SQL ranking

가연·2024년 12월 31일

랭킹 ranking

동일한 값에 다른 등수 : row_number()
동일한 값에 같은 등수 :
1) 같은 값 다음에 이어지는 등수 (1,2,2,3..) : dense_rank()
2) 같은 값 다음에 점프하는 등수 (1,2,2,4..) : rank()

정렬 : ranking over(order by ~~)
partion by : 끼리끼리 묶어서 진행

select * from salaries S left join employees E on S.emp_no = E.emp_no;
# table 생성
create table temp (select E.emp_no, E.first_name, E.last_name, E.gender, S.salary
			from salaries S left join employees E on S.emp_no = E.emp_no);
# salary 기준 랭킹 부여
# 1) 고액 연봉 순
select emp_no, first_name, last_name, salary, 
			rank() over(order by salary desc) `rank` from temp;   
# 원하는 부분 별로 랭킹 부여 (부서별 랭킹) : partition by
select emp_no, first_name, last_name, salary, 
			rank() over(
	        partition by emp_no order by salary desc) `rank` from temp;

이름 부여
ranking 맨 뒤에 그냥 name 부여하면 끝

데이터 추출 쿼리 문제풀이

#Q1. Division Name 종류 별로 평점 평균, 내림차순 정렬
select `Division Name`, avg(Rating) from dataset2 group by `Division Name` order by avg(Rating) desc ;

#Q2. Department Name 종류 별로 평점 평균, 내림차순 정렬
select `Department Name`, avg(rating) as `평점 평균` from dataset2 group by 1 order by 2 desc;
#group by(or order by 등) 1,2.. (select 항목 순서 숫자로 대체 가능!)

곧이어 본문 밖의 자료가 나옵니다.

//! Filament, nozzle and material-hub types of the abstract printer
//! contract.

use parse_display::{Display, FromStr};
use serde::{Deserialize, Serialize};

/// Nozzle hardware registered with the printer.
#[derive(Clone, Copy, Debug, Default, PartialEq, Eq, Serialize, Deserialize, Display, FromStr)]
#[serde(rename_all = "snake_case")]
#[display(style = "snake_case")]
pub enum NozzleType {
    /// Hardened steel nozzle.
    HardenedSteel,
    /// Stainless steel nozzle.
    StainlessSteel,
    /// The machine does not report its nozzle hardware.
    #[default]
    Unknown,
}

/// Filament settings pushed to a tray when loading material.
#[derive(Clone, Debug, PartialEq, Eq, Deserialize, Serialize)]
pub struct FilamentSettings {
    /// Vendor preset identifier.
    pub tray_info_idx: String,

    /// Material name, e.g. `PLA`.
    pub filament_type: String,

    /// Lowest nozzle temperature the material tolerates.
    pub nozzle_temp_min: i64,

    /// Highest nozzle temperature the material tolerates.
    pub nozzle_temp_max: i64,
}

/// A filament tray as reported by a material hub.
#[derive(Clone, Debug, PartialEq, Eq, Deserialize, Serialize)]
pub struct FilamentTray {
    /// Vendor preset identifier.
    pub tray_info_idx: String,

    /// Material name.
    pub tray_type: String,

    /// Material sub brand.
    pub tray_sub_brands: String,

    /// Loaded filament color as a six character hex code.
    pub tray_color: String,

    /// Lowest nozzle temperature the material tolerates.
    pub nozzle_temp_min: i64,

    /// Highest nozzle temperature the material tolerates.
    pub nozzle_temp_max: i64,
}

/// One material hub unit.
#[derive(Clone, Debug, PartialEq, Deserialize, Serialize)]
pub struct AmsUnit {
    /// Index of the unit.
    pub id: i64,

    /// Hub humidity percentage.
    pub humidity: Option<i64>,

    /// Hub temperature in degrees Celsius.
    pub temperature: Option<f64>,

    /// Trays loaded in this unit.
    pub trays: Vec<FilamentTray>,
}

/// Every material hub attached to the printer.
#[derive(Clone, Debug, Default, PartialEq, Deserialize, Serialize)]
pub struct AmsHub {
    /// Attached units, in slot order.
    pub units: Vec<AmsUnit>,
}

#[cfg(test)]
mod tests {
    use super::*;

    #[test]
    fn test_nozzle_type_wire_text() {
        assert_eq!(NozzleType::HardenedSteel.to_string(), "hardened_steel");
        assert_eq!(
            "stainless_steel".parse::<NozzleType>().unwrap(),
            NozzleType::StainlessSteel
        );
        assert_eq!(NozzleType::default(), NozzleType::Unknown);
    }
}
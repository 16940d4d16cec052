use base64::engine::general_purpose::STANDARD;
use base64::Engine;
use image::DynamicImage;

use super::PrusaLink;
use crate::{Camera as CameraTrait, Error};

/// Decode a transport-safe frame back into an in-memory image.
///
/// An empty frame is the adapter's "no frame available" marker and fails
/// explicitly; there is no neutral image to hand back instead.
fn decode_frame(frame: &str) -> Result<DynamicImage, Error> {
    if frame.is_empty() {
        return Err(Error::NoFrame);
    }

    let bytes = STANDARD.decode(frame)?;
    Ok(image::load_from_memory(&bytes)?)
}

impl CameraTrait for PrusaLink {
    async fn camera_start(&self) -> bool {
        // Nothing to start: the device serves stills on demand. True when
        // it is serving them now.
        self.snapshot_reachable().await
    }

    async fn camera_stop(&self) {}

    async fn camera_client_alive(&self) -> bool {
        self.snapshot_reachable().await
    }

    async fn get_camera_frame(&self) -> String {
        match self.client.snapshot().await {
            Ok(bytes) => STANDARD.encode(&bytes),
            Err(err) => {
                tracing::warn!(error = %err, "camera snapshot unavailable");
                String::new()
            }
        }
    }

    async fn get_camera_image(&self) -> Result<DynamicImage, Error> {
        let frame = self.get_camera_frame().await;
        decode_frame(&frame)
    }
}

impl PrusaLink {
    async fn snapshot_reachable(&self) -> bool {
        self.client.snapshot().await.is_ok()
    }
}
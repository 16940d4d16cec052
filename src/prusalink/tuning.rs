//! Capability gaps: tuning and material-hub operations the device has no
//! equivalent for.
//!
//! Every stub returns the contract's neutral value deterministically,
//! whatever the arguments. The two structured material-hub accessors are
//! the exception the contract carves out; they fail with
//! [Error::Unsupported] because fabricating a tray that does not exist
//! would be worse than refusing.

use super::PrusaLink;
use crate::{
    AmsHub, Calibration, Error, FilamentHub as FilamentHubTrait, FilamentSettings, FilamentTray,
    Tuning as TuningTrait,
};

/// Log a capability gap and return the neutral boolean.
fn unsupported(op: &'static str) -> bool {
    tracing::debug!(op, "operation has no equivalent on this machine");
    false
}

impl TuningTrait for PrusaLink {
    async fn turn_light_on(&self) -> bool {
        unsupported("turn_light_on")
    }

    async fn turn_light_off(&self) -> bool {
        unsupported("turn_light_off")
    }

    async fn gcode(&self, _lines: &[String], _check: bool) -> bool {
        unsupported("gcode")
    }

    async fn set_bed_temperature(&self, _temperature: i64) -> bool {
        unsupported("set_bed_temperature")
    }

    async fn set_nozzle_temperature(&self, _temperature: i64) -> bool {
        unsupported("set_nozzle_temperature")
    }

    async fn set_print_speed(&self, _speed_lvl: i64) -> bool {
        unsupported("set_print_speed")
    }

    async fn home_printer(&self) -> bool {
        unsupported("home_printer")
    }

    async fn move_z_axis(&self, _height: i64) -> bool {
        unsupported("move_z_axis")
    }

    async fn calibrate_printer(&self, _passes: Calibration) -> bool {
        unsupported("calibrate_printer")
    }

    async fn skip_objects(&self, _objects: &[i64]) -> bool {
        unsupported("skip_objects")
    }

    async fn get_skipped_objects(&self) -> Vec<i64> {
        tracing::debug!("object skipping has no equivalent on this machine");
        Vec::new()
    }

    async fn set_part_fan_speed(&self, _speed: f64) -> bool {
        unsupported("set_part_fan_speed")
    }

    async fn set_aux_fan_speed(&self, _speed: f64) -> bool {
        unsupported("set_aux_fan_speed")
    }

    async fn set_chamber_fan_speed(&self, _speed: f64) -> bool {
        unsupported("set_chamber_fan_speed")
    }

    async fn set_auto_step_recovery(&self, _enabled: bool) -> bool {
        unsupported("set_auto_step_recovery")
    }
}

impl FilamentHubTrait for PrusaLink {
    async fn vt_tray(&self) -> Result<FilamentTray, Error> {
        Err(Error::Unsupported("vt_tray"))
    }

    async fn ams_hub(&self) -> Result<AmsHub, Error> {
        Err(Error::Unsupported("ams_hub"))
    }

    async fn set_filament_printer(
        &self,
        _color: &str,
        _filament: &FilamentSettings,
        _ams_id: i64,
        _tray_id: i64,
    ) -> bool {
        unsupported("set_filament_printer")
    }

    async fn load_filament_spool(&self) -> bool {
        unsupported("load_filament_spool")
    }

    async fn unload_filament_spool(&self) -> bool {
        unsupported("unload_filament_spool")
    }

    async fn retry_filament_action(&self) -> bool {
        unsupported("retry_filament_action")
    }
}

#Q3. Department Name의 값이 Trend인 항목
select * from dataset2 where `Department Name` = "Trend";

#Q4. 3번의 데이터를 나이대별로 처리
#중분류 : Trend 인 항목에서, 평점을 3점 이하로 준 사람들
select age, `Department Name`, rating ,case when Age between 10 and 19 then '10대'
			when Age between 20 and 29 then '20대'
            when Age between 30 and 39 then '30대'
            when Age between 40 and 49 then '40대'
            when Age between 50 and 59 then '50대'
            when Age between 60 and 69 then '60대'
			else '기타'
            end as `나이대`
            from dataset2 where `Department Name` = "Trend" and Rating <= 3;
            
#cf) 나눗셈 몫을 이용해 쉽게 나이대를 얻을 수 있음
#floor(22/10)*10  => 2
select floor(age/10)*10 as `나이대` 
	from dataset2 where `Department Name` = "Trend" and Rating <= 3;
# where 조건1 and 조건2


            
#Q5 4번 결과값들 몇 건인지
select case when Age between 10 and 19 then '10대'
			when Age between 20 and 29 then '20대'
            when Age between 30 and 39 then '30대'
            when Age between 40 and 49 then '40대'
            when Age between 50 and 59 then '50대'
            when Age between 60 and 69 then '60대'
			else '기타'
            end as `나이대`, count(1) as `건수`
            from dataset2 where `Department Name` = "Trend" group by `나이대`;
            #???
            
#cf)
select floor(Age/10)*10 as `나이대`, 
		count(1) as `CNT` from dataset2 
		where `Department Name` = "Trend" and Rating <= 3 
		group by 1 order by 2 desc;
            
#Q6. Trend 항목 리뷰 중 50대들의 3점 이하의 리뷰들을 출력(10개만)
select * from dataset2 
		where `Department Name` = "Trend" 
				and rating <=3 
				and age between 50 and 59 
		limit 10;

#Q7. (Deparment and ClothID)의 항목을 기준으로 평점 평균 계산
select `Department Name`, `Clothing ID`, avg(rating) 
		from dataset2 
		group by 1,2 order by 3;
        
#Q8. Department별로 랭킹 독립적으로 부여, 랭킹 기준은 7번의 평점 평균(내림차순)
#중첩 테이블 사용. 쿼리 값으로 얻은 데이터(테이블)을 바탕으로 문제 해결하기 -> from 에 쿼리 넣어주기
select *, rank() 
		over(partition by `Department Name` order by `AVGRATE` desc) `Rank` 
        from (select `Department Name`, `Clothing ID`, avg(rating) as `AVGRATE` from dataset2 
		group by 1,2 order by 3)A;
        
        
#Q9. 8번에서 Department 별로 평점 평균 순위 Top 10 출력
#위의 테이블 사용해서 또 넣어주기 (중첩(중첩))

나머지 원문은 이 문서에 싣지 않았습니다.